It’s Wednesday, so it must be time to take another dip into the Rhino catalog and trot out a new quartet of cover songs that you may or may not have heard before. Let’s get started, shall we?

•    Duran Duran, “911 Is a Joke” (1995): When all’s said and done with Rhino’s Got You Covered, don’t be surprised if we’ve gone through every single track of Duran Duran’s covers album, THANK YOU. Yes, we know it’s not everyone’s cup of tea, but we’ve grown quite fond of it over the years. You’re welcome.

•    Lindsay Pagano, “So Bad” (2001): You don’t find a lot of 15-year-old girls who can say that they’ve recorded a cover of a Paul McCartney song with Paul McCartney, but Pagano did. She happened to be laying down tracks for her debut album at the same time and in the same studio that Macca was recording his DRIVING RAIN album. After Pagano happily granted his request to hear some of her music, “he was dancing all around the studio,” she told Billboard in 2001. Not terribly long thereafter, Paul popped by and asked how the album was coming.

“I said, ‘Well, I'm just looking for a really simple acoustic song for the end of the album, just to end it,’” Pagano told Billboard. “And he said, 'Well, I wrote this song called 'So Bad,' which I think would go really good with your voice.' I laid down a rough track, and when I came back to work on it again, I hear this vocal in the back, and it's Paul's vocal. He was singing on it as kind of a surprise. So it became a duet."

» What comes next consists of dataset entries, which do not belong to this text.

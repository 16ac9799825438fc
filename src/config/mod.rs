//! Configuration loading and management for the attendance payroll engine.
//!
//! This module provides functionality to load payroll configuration from YAML
//! files, including the deduction policy, the holiday calendar, and the
//! directory and attendance data the store is seeded with.
//!
//! # Example
//!
//! ```no_run
//! use attendance_payroll::config::ConfigLoader;
//!
//! let config = ConfigLoader::load("./config/default").unwrap();
//! println!("Grace days: {}", config.policy().absence_grace_days);
//! ```

mod loader;
mod types;

pub use loader::ConfigLoader;
pub use types::{
    AttendanceConfig, CalendarCoverage, DirectoryConfig, Holiday, HolidayCalendar, PayrollConfig,
    PayrollPolicy, ServerConfig,
};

•    Lily Allen, “Somewhere Only We Know” (2013): Keane had already had a significant UK hit with this track when Allen decided to cover the song, after which it was chosen to play on a John Lewis 2013 Christmas commercial. The next thing you know, it’s a #1 hit in the UK. Behold the power of advertising!

•    John Wesley Harding, “Crystal Blue Persuasion” (1991): Whether you like Wes’s cover of this Tommy James song, the blame for his love of the song – and, yes, it was his idea to cover it, not the label’s, so it wasn’t some attempt at scoring a hit with a cover – on Andy Paley. “During the first album, Andy got me into that Tommy James album, Crimson and Clover, which has the astonishing long version of ‘Crimson and Clover’ on it,” Harding told Popdose in 2011. “It’s amazing.”